Salutiamo i bambini della nostra guesthouse e ci incamminiamo verso il Kazakhstan.
Sulla strada, tra yurte cavalli e montagne, non perdiamo occasione di familiarizzare coi Kirghisi.
Roberto si mangia più volte le mani per essersi dimenticato a casa il baston selfie, mentre io benedico la sua sbadataggine, e forse si mangia pure le mani per il fatto di dover lasciare così presto questo paese che gli sta già facendo un'ottima impressione: ci torniamo Robi, non temere!



















Arriva il momento del pranzo e da queste parti ha praticamente sempre lo stesso significato: shashlik.
Il ristorantino in cui ci fermiamo ne prepara di ottimo, ancora non sappiamo che ce lo ricorderemo per tre settimane come il migliore del viaggio.





La Kirov Dam è famosa per l'immagine scolpita nella pietra...
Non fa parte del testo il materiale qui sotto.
//! Xtream Codes API Types
//!
//! Type definitions for the subset of the Xtream Codes Player API v2 this
//! server consumes: account info, live categories, live streams and EPG.

use serde::{Deserialize, Deserializer, Serialize};

/// Accept `"123"`, `123` or `null` for identifiers.
///
/// Panels disagree on whether ids are JSON strings or numbers, so every id is
/// normalized to an opaque string.
fn string_or_number<'de, D>(deserializer: D) -> Result<Option<String>, D::Error>
where
    D: Deserializer<'de>,
{
    let value = Option::<serde_json::Value>::deserialize(deserializer)?;
    Ok(match value {
        Some(serde_json::Value::String(s)) if !s.is_empty() => Some(s),
        Some(serde_json::Value::Number(n)) => Some(n.to_string()),
        _ => None,
    })
}

fn required_string_or_number<'de, D>(deserializer: D) -> Result<String, D::Error>
where
    D: Deserializer<'de>,
{
    string_or_number(deserializer)?
        .ok_or_else(|| serde::de::Error::custom("missing identifier"))
}

// ============================================================================
// Authentication Response Types
// ============================================================================

/// Main authentication response from player_api.php (no action)
#[derive(Debug, Deserialize, Serialize, Clone)]
pub struct XtreamAuthResponse {
    pub user_info: XtreamUserInfo,
    #[serde(default)]
    pub server_info: Option<XtreamServerInfo>,
}

/// User account information
#[derive(Deserialize, Serialize, Clone)]
pub struct XtreamUserInfo {
    #[serde(default)]
    pub username: Option<String>,
    #[serde(default, deserialize_with = "auth_flag")]
    pub auth: bool,
    #[serde(default)]
    pub status: Option<String>,
    #[serde(default, deserialize_with = "string_or_number")]
    pub exp_date: Option<String>,
    #[serde(default, deserialize_with = "string_or_number")]
    pub is_trial: Option<String>,
    #[serde(default, deserialize_with = "string_or_number")]
    pub active_cons: Option<String>,
    #[serde(default, deserialize_with = "string_or_number")]
    pub max_connections: Option<String>,
}

/// `auth` comes back as `1`, `0`, `"1"` or is missing entirely
fn auth_flag<'de, D>(deserializer: D) -> Result<bool, D::Error>
where
    D: Deserializer<'de>,
{
    Ok(matches!(
        string_or_number(deserializer)?.as_deref(),
        Some("1") | Some("true")
    ))
}

impl std::fmt::Debug for XtreamUserInfo {
    fn fmt(&self, f: &mut std::fmt::Formatter<'_>) -> std::fmt::Result {
        f.debug_struct("XtreamUserInfo")
            .field("auth", &self.auth)
            .field("status", &self.status)
            .field("exp_date", &self.exp_date)
            .field("max_connections", &self.max_connections)
            .finish_non_exhaustive()
    }
}

impl XtreamUserInfo {
    /// Check if account is active
    pub fn is_active(&self) -> bool {
        self.status
            .as_deref()
            .map(|s| s.eq_ignore_ascii_case("active"))
            .unwrap_or(false)
    }

    /// Parse expiration timestamp to Unix timestamp
    pub fn exp_timestamp(&self) -> Option<i64> {
        self.exp_date.as_ref()?.parse().ok()
    }

    pub fn max_connections_i32(&self) -> Option<i32> {
        self.max_connections.as_ref()?.parse().ok()
    }

    pub fn active_connections_i32(&self) -> Option<i32> {
        self.active_cons.as_ref()?.parse().ok()
    }

    /// Check if trial account
    pub fn is_trial_account(&self) -> bool {
        self.is_trial.as_deref() == Some("1")
    }
}

/// Server information
#[derive(Debug, Deserialize, Serialize, Clone)]
pub struct XtreamServerInfo {
    #[serde(default)]
    pub url: Option<String>,
    #[serde(default, deserialize_with = "string_or_number")]
    pub port: Option<String>,
    #[serde(default)]
    pub server_protocol: Option<String>,
    #[serde(default)]
    pub timezone: Option<String>,
    #[serde(default)]
    pub timestamp_now: Option<i64>,
}

// ============================================================================
// Category Types
// ============================================================================

/// Live category
#[derive(Debug, Deserialize, Serialize, Clone)]
pub struct XtreamCategory {
    #[serde(deserialize_with = "required_string_or_number")]
    pub category_id: String,
    pub category_name: String,
    #[serde(default)]
    pub parent_id: Option<i32>,
}

// ============================================================================
// Live Stream Types
// ============================================================================

/// Live stream (channel) information
///
/// `get_live_streams` only carries `category_id`; the name has to be joined
/// from `get_live_categories`.
#[derive(Debug, Deserialize, Serialize, Clone)]
pub struct XtreamLiveStream {
    #[serde(default)]
    pub num: Option<i64>,
    pub name: String,
    #[serde(deserialize_with = "required_string_or_number")]
    pub stream_id: String,
    #[serde(default)]
    pub stream_icon: Option<String>,
    #[serde(default)]
    pub epg_channel_id: Option<String>,
    #[serde(default, deserialize_with = "string_or_number")]
    pub category_id: Option<String>,
    #[serde(default)]
    pub tv_archive: Option<i32>,
}

// ============================================================================
// EPG Types
// ============================================================================

/// Short EPG entry (from get_short_epg / get_simple_data_table)
///
/// Titles and descriptions are base64 encoded by most panels; they are passed
/// through untouched.
#[derive(Debug, Deserialize, Serialize, Clone)]
pub struct XtreamEpgEntry {
    #[serde(default, deserialize_with = "string_or_number")]
    pub id: Option<String>,
    #[serde(default)]
    pub title: Option<String>,
    #[serde(default)]
    pub description: Option<String>,
    #[serde(default)]
    pub start: Option<String>,
    #[serde(default)]
    pub end: Option<String>,
    #[serde(default, deserialize_with = "string_or_number")]
    pub start_timestamp: Option<String>,
    #[serde(default, deserialize_with = "string_or_number")]
    pub stop_timestamp: Option<String>,
}

/// EPG listings container
#[derive(Debug, Deserialize, Serialize, Clone, Default)]
pub struct XtreamEpgListings {
    #[serde(default)]
    pub epg_listings: Vec<XtreamEpgEntry>,
}
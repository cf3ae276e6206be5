//! Channel name matching for failover suggestions
//!
//! Pure functions, no I/O.

use lazy_static::lazy_static;
use regex::Regex;

/// Added when one normalized name contains the other
pub const CONTAINMENT_BONUS: f64 = 0.3;

lazy_static! {
    static ref BRACKETED: Regex = Regex::new(r"\([^)]*\)|\[[^\]]*\]|\{[^}]*\}").unwrap();

    // Only stripped when followed by a separator, so "USA Network" survives
    static ref COUNTRY_PREFIX: Regex = Regex::new(
        r"(?i)^\s*(us|usa|uk|gb|ca|fr|de|es|it|br|pt|mx|ar|nl|be|au|in|tr|pl|ie|se|no|dk)\s*[:|\-]\s*"
    )
    .unwrap();

    static ref QUALITY: Regex =
        Regex::new(r"(?i)\b(uhd|fhd|hd|sd|4k|8k|hevc|h\.?265|1080[pi]?|720p|2160p|hdr)\b").unwrap();

    static ref NON_ALNUM: Regex = Regex::new(r"[^a-z0-9]").unwrap();
}

/// Canonical form used to compare names across providers
///
/// `"USA Network (East) HD"` becomes `"usanetwork"`.
pub fn normalize_name(name: &str) -> String {
    let without_brackets = BRACKETED.replace_all(name, " ");
    let without_country = COUNTRY_PREFIX.replace(&without_brackets, "");
    let without_quality = QUALITY.replace_all(&without_country, " ");
    let lowered = without_quality.to_lowercase();
    NON_ALNUM.replace_all(&lowered, "").into_owned()
}

/// Edit distance over chars
pub fn levenshtein(a: &str, b: &str) -> usize {
    let a: Vec<char> = a.chars().collect();
    let b: Vec<char> = b.chars().collect();
    if a.is_empty() {
        return b.len();
    }
    if b.is_empty() {
        return a.len();
    }

    let mut prev: Vec<usize> = (0..=b.len()).collect();
    let mut curr = vec![0; b.len() + 1];
    for (i, ca) in a.iter().enumerate() {
        curr[0] = i + 1;
        for (j, cb) in b.iter().enumerate() {
            let cost = usize::from(ca != cb);
            curr[j + 1] = (prev[j + 1] + 1).min(curr[j] + 1).min(prev[j] + cost);
        }
        std::mem::swap(&mut prev, &mut curr);
    }
    prev[b.len()]
}

/// Similarity of two already-normalized names in `[0, 1]`
pub fn similarity_normalized(a: &str, b: &str) -> f64 {
    if a.is_empty() || b.is_empty() {
        return 0.0;
    }
    if a == b {
        return 1.0;
    }

    let longest = a.chars().count().max(b.chars().count()) as f64;
    let mut score = 1.0 - levenshtein(a, b) as f64 / longest;
    if a.contains(b) || b.contains(a) {
        score += CONTAINMENT_BONUS;
    }
    score.clamp(0.0, 1.0)
}
//! Subscriber catalog endpoints

use axum::{
    extract::{Path, Query, State},
    http::HeaderMap,
    response::IntoResponse,
    Json,
};
use serde::{Deserialize, Serialize};
use std::sync::Arc;

use crate::models::{CatalogCategory, CatalogChannel};
use crate::routes::{user_id_from, ApiResult};
use crate::AppState;

#[derive(Debug, Deserialize)]
pub struct ChannelsQuery {
    pub category_id: Option<String>,
}

#[derive(Debug, Deserialize)]
pub struct EpgQuery {
    pub limit: Option<u32>,
}

#[derive(Serialize)]
#[serde(rename_all = "camelCase")]
pub struct ChannelsResponse {
    pub total: usize,
    pub channels: Vec<CatalogChannel>,
}

#[derive(Serialize)]
#[serde(rename_all = "camelCase")]
pub struct CategoriesResponse {
    pub total: usize,
    pub categories: Vec<CatalogCategory>,
}

/// GET /api/catalog/channels?category_id=
pub async fn list_channels(
    State(state): State<Arc<AppState>>,
    headers: HeaderMap,
    Query(query): Query<ChannelsQuery>,
) -> ApiResult<impl IntoResponse> {
    let user_id = user_id_from(&headers)?;
    let category = query.category_id.as_deref().filter(|c| !c.is_empty());
    let channels = state.resolver.get_merged_channels(user_id, category).await?;

    Ok(Json(ChannelsResponse {
        total: channels.len(),
        channels,
    }))
}

/// GET /api/catalog/categories
pub async fn list_categories(
    State(state): State<Arc<AppState>>,
    headers: HeaderMap,
) -> ApiResult<impl IntoResponse> {
    let user_id = user_id_from(&headers)?;
    let categories = state.resolver.get_categories(user_id).await?;

    Ok(Json(CategoriesResponse {
        total: categories.len(),
        categories,
    }))
}

/// GET /api/catalog/channels/:stream_id/epg?limit=
pub async fn channel_epg(
    State(state): State<Arc<AppState>>,
    headers: HeaderMap,
    Path(stream_id): Path<String>,
    Query(query): Query<EpgQuery>,
) -> ApiResult<impl IntoResponse> {
    let user_id = user_id_from(&headers)?;
    let epg = state
        .resolver
        .get_short_epg(user_id, &stream_id, query.limit)
        .await?;
    Ok(Json(epg))
}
Entriamo in Kazakhstan e attraversiamo Taraz. Sabrina è dal 2010, quando ci passammo di ritorno da Samarcanda, che non perde occasione per dire che si tratta di una città orrenda e non ci si vuole assolutamente fermare.
Mentre percorriamo la via principale mi dice: "ma noi in questa zona non ci siamo mica venuti, non è brutta come la ricordavo", e proprio mentre dice "non ci siamo venuti" le indico sulla destra l'albergo in cui dormimmo 6 anni fa.
Decidiamo comunque di proseguire e raggiungere Shymkent, dove arriviamo col sole ormai calato.
La sera i vicini di tavolo ci invitano per bere qualche shot di vodka russa (ci tengono a dire che è russa, evidentemente per dire che è buona) e dopo vari brindisi all'amicizia tra il popolo italiano e quello kazako, le cose vanno a finire nel più prevedibile dei modi...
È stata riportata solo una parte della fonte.